-- Instructions for the task --
Look through the entries for the string "heading" and copy every line where it shows up.

-- Material for this exercise --
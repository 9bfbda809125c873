//! Diverging Bar Chart Renderer
//! Draws the display set as horizontal bars around a zero line.
//!
//! Layout:
//! 1. Title and subtitle, left aligned
//! 2. Plot: one bar per department, percent change increasing upward,
//!    losers band below the dotted separator, gainers band above it
//! 3. Legend on the right: color ramp for current-term enrollment
//! 4. Caption along the bottom

use crate::stats::{DisplaySet, RankedDepartment};
use plotters::coord::Shift;
use plotters::prelude::*;
use plotters::style::text_anchor::{HPos, Pos, VPos};
use std::path::Path;
use thiserror::Error;
use tracing::{info, warn};

// Colors
const GAIN_BAND: RGBColor = RGBColor(46, 204, 113); // Top-K shading
const LOSS_BAND: RGBColor = RGBColor(231, 76, 60); // Bottom-K shading
const LOW_ENROLLMENT: RGBColor = RGBColor(198, 219, 239); // Smallest department
const HIGH_ENROLLMENT: RGBColor = RGBColor(8, 48, 107); // Largest department
const SEPARATOR: RGBColor = RGBColor(90, 90, 90);

const BAND_OPACITY: f64 = 0.10;
const BAR_HALF_HEIGHT: f64 = 0.38;

// Layout (pixels)
const HEADER_H: u32 = 90;
const FOOTER_H: u32 = 50;
const LEGEND_W: u32 = 220;
const LABEL_AREA_W: u32 = 210;
const GRADIENT_STEPS: i32 = 40;

#[derive(Error, Debug)]
pub enum RenderError {
    #[error("Failed to draw chart: {0}")]
    Draw(String),
}

fn draw_error<E: std::error::Error + Send + Sync>(err: DrawingAreaErrorKind<E>) -> RenderError {
    RenderError::Draw(err.to_string())
}

/// Text and geometry of one chart.
#[derive(Debug, Clone)]
pub struct ChartSpec {
    pub title: String,
    pub subtitle: String,
    pub caption: String,
    /// Legend heading; lines are separated by `\n`.
    pub legend_title: String,
    pub axis_limit: i64,
    pub width: u32,
    pub height: u32,
}

/// One bar in category-axis order (index 0 at the bottom).
#[derive(Debug, Clone, PartialEq)]
pub struct Bar {
    pub department: String,
    pub percent_change: i64,
    /// `percent_change` clamped to the axis range.
    pub length: f64,
    pub total_current: i64,
}

impl Bar {
    pub fn is_clipped(&self) -> bool {
        self.length != self.percent_change as f64
    }
}

/// Bars in drawing order plus the position of the group divider.
#[derive(Debug, Clone, PartialEq)]
pub struct ChartLayout {
    pub bars: Vec<Bar>,
    /// Number of bottom-K bars; the divider sits just above them.
    pub bottom_len: usize,
    pub min_total: i64,
    pub max_total: i64,
}

pub struct DivergingBarRenderer;

impl DivergingBarRenderer {
    /// Render to `output`: `.svg` writes SVG, anything else a bitmap.
    pub fn render(display: &DisplaySet, spec: &ChartSpec, output: &Path) -> Result<(), RenderError> {
        if display.is_empty() {
            warn!(path = %output.display(), "no departments to chart, drawing axes only");
        }
        let layout = Self::layout(display, spec.axis_limit);
        for bar in layout.bars.iter().filter(|bar| bar.is_clipped()) {
            warn!(
                department = %bar.department,
                percent_change = bar.percent_change,
                axis_limit = spec.axis_limit,
                "bar exceeds axis range and is clipped"
            );
        }

        let is_svg = output
            .extension()
            .map(|ext| ext.eq_ignore_ascii_case("svg"))
            .unwrap_or(false);
        if is_svg {
            let root = SVGBackend::new(output, (spec.width, spec.height)).into_drawing_area();
            Self::draw(&root, &layout, spec)?;
        } else {
            let root = BitMapBackend::new(output, (spec.width, spec.height)).into_drawing_area();
            Self::draw(&root, &layout, spec)?;
        }

        info!(
            path = %output.display(),
            bars = layout.bars.len(),
            "rendered chart"
        );
        Ok(())
    }

    /// Order bars so percent change increases up the category axis: the
    /// bottom slice reversed, then the top slice reversed.
    pub fn layout(display: &DisplaySet, axis_limit: i64) -> ChartLayout {
        let limit = axis_limit as f64;
        let bars: Vec<Bar> = display
            .bottom
            .iter()
            .rev()
            .chain(display.top.iter().rev())
            .map(|d: &RankedDepartment| Bar {
                department: d.department.clone(),
                percent_change: d.percent_change,
                length: (d.percent_change as f64).clamp(-limit, limit),
                total_current: d.total_current,
            })
            .collect();

        let min_total = bars.iter().map(|b| b.total_current).min().unwrap_or(0);
        let max_total = bars.iter().map(|b| b.total_current).max().unwrap_or(0);

        ChartLayout {
            bars,
            bottom_len: display.bottom.len(),
            min_total,
            max_total,
        }
    }

    /// Linear ramp from light to dark blue over `[min, max]`.
    pub fn enrollment_color(total: i64, min: i64, max: i64) -> RGBColor {
        let t = if max > min {
            ((total - min) as f64 / (max - min) as f64).clamp(0.0, 1.0)
        } else {
            1.0
        };
        let lerp = |a: u8, b: u8| (a as f64 + (b as f64 - a as f64) * t).round() as u8;
        RGBColor(
            lerp(LOW_ENROLLMENT.0, HIGH_ENROLLMENT.0),
            lerp(LOW_ENROLLMENT.1, HIGH_ENROLLMENT.1),
            lerp(LOW_ENROLLMENT.2, HIGH_ENROLLMENT.2),
        )
    }

    fn draw<DB: DrawingBackend>(
        root: &DrawingArea<DB, Shift>,
        layout: &ChartLayout,
        spec: &ChartSpec,
    ) -> Result<(), RenderError> {
        root.fill(&WHITE).map_err(draw_error)?;

        let body_h = spec.height.saturating_sub(HEADER_H + FOOTER_H);
        let (header, rest) = root.split_vertically(HEADER_H);
        let (body, footer) = rest.split_vertically(body_h);
        let (plot_area, legend_area) = body.split_horizontally(spec.width.saturating_sub(LEGEND_W));

        Self::draw_header(&header, spec)?;
        Self::draw_plot(root, &plot_area, layout, spec)?;
        Self::draw_legend(&legend_area, layout, &spec.legend_title)?;
        Self::draw_caption(&footer, &spec.caption)?;

        root.present().map_err(draw_error)?;
        Ok(())
    }

    fn draw_header<DB: DrawingBackend>(
        area: &DrawingArea<DB, Shift>,
        spec: &ChartSpec,
    ) -> Result<(), RenderError> {
        let title_style = ("sans-serif", 30)
            .into_font()
            .style(FontStyle::Bold)
            .color(&BLACK);
        let subtitle_style = ("sans-serif", 18).into_font().color(&RGBColor(80, 80, 80));

        area.draw(&Text::new(spec.title.as_str(), (24, 18), title_style))
            .map_err(draw_error)?;
        area.draw(&Text::new(spec.subtitle.as_str(), (24, 58), subtitle_style))
            .map_err(draw_error)?;
        Ok(())
    }

    fn draw_plot<DB: DrawingBackend>(
        root: &DrawingArea<DB, Shift>,
        area: &DrawingArea<DB, Shift>,
        layout: &ChartLayout,
        spec: &ChartSpec,
    ) -> Result<(), RenderError> {
        let n = layout.bars.len();
        let limit = spec.axis_limit as f64;
        let y_top = n.max(1) as f64 - 0.5;

        let mut chart = ChartBuilder::on(area)
            .margin(16)
            .x_label_area_size(50)
            .y_label_area_size(LABEL_AREA_W)
            .build_cartesian_2d(-limit..limit, -0.5f64..y_top)
            .map_err(draw_error)?;

        chart
            .configure_mesh()
            .disable_y_mesh()
            .y_labels(1)
            .y_label_formatter(&|_| String::new())
            .x_labels(13)
            .x_label_formatter(&|x| format!("{:+.0}%", x))
            .x_desc("Percent change in undergraduate enrollment")
            .axis_desc_style(("sans-serif", 15))
            .label_style(("sans-serif", 14))
            .draw()
            .map_err(draw_error)?;

        // Group bands
        let divider = layout.bottom_len as f64 - 0.5;
        if layout.bottom_len > 0 {
            chart
                .draw_series(std::iter::once(Rectangle::new(
                    [(-limit, -0.5), (limit, divider)],
                    LOSS_BAND.mix(BAND_OPACITY).filled(),
                )))
                .map_err(draw_error)?;
        }
        if n > layout.bottom_len {
            chart
                .draw_series(std::iter::once(Rectangle::new(
                    [(-limit, divider), (limit, y_top)],
                    GAIN_BAND.mix(BAND_OPACITY).filled(),
                )))
                .map_err(draw_error)?;
        }

        // Bars
        chart
            .draw_series(layout.bars.iter().enumerate().map(|(i, bar)| {
                let y = i as f64;
                Rectangle::new(
                    [(0.0, y - BAR_HALF_HEIGHT), (bar.length, y + BAR_HALF_HEIGHT)],
                    Self::enrollment_color(bar.total_current, layout.min_total, layout.max_total)
                        .filled(),
                )
            }))
            .map_err(draw_error)?;

        // Value annotations at bar ends
        let value_font = ("sans-serif", 13).into_font().color(&BLACK);
        chart
            .draw_series(layout.bars.iter().enumerate().map(|(i, bar)| {
                let (x, anchor) = if bar.percent_change >= 0 {
                    ((bar.length + 1.0).min(limit), HPos::Left)
                } else {
                    ((bar.length - 1.0).max(-limit), HPos::Right)
                };
                Text::new(
                    format!("{:+}%", bar.percent_change),
                    (x, i as f64),
                    value_font.pos(Pos::new(anchor, VPos::Center)),
                )
            }))
            .map_err(draw_error)?;

        // Zero reference line
        chart
            .draw_series(LineSeries::new(
                vec![(0.0, -0.5), (0.0, y_top)],
                BLACK.stroke_width(2),
            ))
            .map_err(draw_error)?;

        // Dotted divider between the gainers and the losers
        if layout.bottom_len > 0 && n > layout.bottom_len {
            let dots = 60;
            let step = 2.0 * limit / dots as f64;
            chart
                .draw_series((0..=dots).map(|j| {
                    Circle::new((-limit + j as f64 * step, divider), 2, SEPARATOR.filled())
                }))
                .map_err(draw_error)?;
        }

        // Category labels, right aligned against the plot's left edge
        let label_font = ("sans-serif", 15)
            .into_font()
            .color(&BLACK)
            .pos(Pos::new(HPos::Right, VPos::Center));
        for (i, bar) in layout.bars.iter().enumerate() {
            let (x, y) = chart.backend_coord(&(-limit, i as f64));
            root.draw(&Text::new(bar.department.as_str(), (x - 8, y), label_font.clone()))
                .map_err(draw_error)?;
        }

        Ok(())
    }

    fn draw_legend<DB: DrawingBackend>(
        area: &DrawingArea<DB, Shift>,
        layout: &ChartLayout,
        legend_title: &str,
    ) -> Result<(), RenderError> {
        let heading = ("sans-serif", 15).into_font().style(FontStyle::Bold).color(&BLACK);
        let tick = ("sans-serif", 13).into_font().color(&BLACK);

        let mut y = 40;
        for line in legend_title.lines() {
            area.draw(&Text::new(line, (16, y), heading.clone()))
                .map_err(draw_error)?;
            y += 20;
        }

        if layout.bars.is_empty() {
            return Ok(());
        }

        // Vertical ramp, largest department at the top
        let top = y + 10;
        let step_h = 6;
        let (x0, x1) = (16, 44);
        for k in 0..GRADIENT_STEPS {
            let t = 1.0 - k as f64 / (GRADIENT_STEPS - 1) as f64;
            let total = layout.min_total as f64 + t * (layout.max_total - layout.min_total) as f64;
            let color =
                Self::enrollment_color(total.round() as i64, layout.min_total, layout.max_total);
            area.draw(&Rectangle::new(
                [(x0, top + k * step_h), (x1, top + (k + 1) * step_h)],
                color.filled(),
            ))
            .map_err(draw_error)?;
        }

        let bottom = top + GRADIENT_STEPS * step_h;
        area.draw(&Text::new(layout.max_total.to_string(), (x1 + 8, top), tick.clone()))
            .map_err(draw_error)?;
        area.draw(&Text::new(
            layout.min_total.to_string(),
            (x1 + 8, bottom - 14),
            tick,
        ))
        .map_err(draw_error)?;
        Ok(())
    }

    fn draw_caption<DB: DrawingBackend>(
        area: &DrawingArea<DB, Shift>,
        caption: &str,
    ) -> Result<(), RenderError> {
        let style = ("sans-serif", 13).into_font().color(&RGBColor(110, 110, 110));
        area.draw(&Text::new(caption, (24, 16), style))
            .map_err(draw_error)?;
        Ok(())
    }
}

-- Solution for this task --
    /// Legend heading; lines are separated by `\n`.
        let heading = ("sans-serif", 15).into_font().style(FontStyle::Bold).color(&BLACK);
            area.draw(&Text::new(line, (16, y), heading.clone()))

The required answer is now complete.